## EXERCISE MATERIALS

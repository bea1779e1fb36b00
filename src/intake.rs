// Line-oriented intake
//
// Reads one inbound record per line (the bus wire shape, see `record`) and
// submits each to the indexer. Malformed lines are skipped with a warning;
// blank lines are ignored.

use crate::engine::Indexer;
use crate::record::IncomingRecord;
use tokio::io::{AsyncBufRead, AsyncBufReadExt};
use tracing::warn;

#[derive(Debug, Default, Clone, Copy, PartialEq, Eq)]
pub struct IntakeSummary {
    pub accepted: usize,
    pub rejected: usize,
}

/// Consumes `reader` until EOF.
pub async fn read_records<R>(reader: R, indexer: &Indexer) -> std::io::Result<IntakeSummary>
where
    R: AsyncBufRead + Unpin,
{
    let mut lines = reader.lines();
    let mut summary = IntakeSummary::default();
    let mut line_number = 0usize;

    while let Some(line) = lines.next_line().await? {
        line_number += 1;
        let line = line.trim();
        if line.is_empty() {
            continue;
        }

        match IncomingRecord::from_json(line) {
            Ok(record) => {
                indexer.submit(record);
                summary.accepted += 1;
            }
            Err(err) => {
                warn!(line = line_number, error = %err, "skipping inbound record");
                summary.rejected += 1;
            }
        }
    }

    Ok(summary)
}

#[cfg(test)]
mod tests {
    use super::*;
    use crate::dispatcher::Dispatcher;
    use crate::testing::static_destination;
    use std::collections::HashMap;
    use std::sync::Arc;
    use std::time::Duration;

    fn indexer() -> Indexer {
        Indexer::new(
            vec![Arc::new(static_destination("a", "idx"))],
            Dispatcher::new(HashMap::new()),
            Duration::from_secs(5),
        )
    }

    #[tokio::test]
    async fn test_reads_valid_lines() {
        let input = concat!(
            r#"{"meta":{"instance_identifier":"a","timestamp":1},"message":{"n":1}}"#,
            "\n",
            "\n",
            r#"{"meta":{"instance_identifier":"a","timestamp":2},"message":{"n":2}}"#,
            "\n",
        );
        let indexer = indexer();

        let summary = read_records(input.as_bytes(), &indexer).await.unwrap();

        assert_eq!(summary, IntakeSummary { accepted: 2, rejected: 0 });
        assert_eq!(indexer.queued(), 2);
    }

    #[tokio::test]
    async fn test_skips_malformed_lines() {
        let input = concat!(
            "not json\n",
            r#"{"meta":{"timestamp":1},"message":{}}"#,
            "\n",
            r#"{"meta":{"instance_identifier":"a","timestamp":3},"message":{}}"#,
        );
        let indexer = indexer();

        let summary = read_records(input.as_bytes(), &indexer).await.unwrap();

        assert_eq!(summary, IntakeSummary { accepted: 1, rejected: 2 });
        assert_eq!(indexer.stats().records_submitted, 1);
    }
}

## TASK DIRECTIONS
Your reply must consist of a number alone: the count of lines in the listing that contain the string "timestamp".

## RESPONSE TO THE TASK
4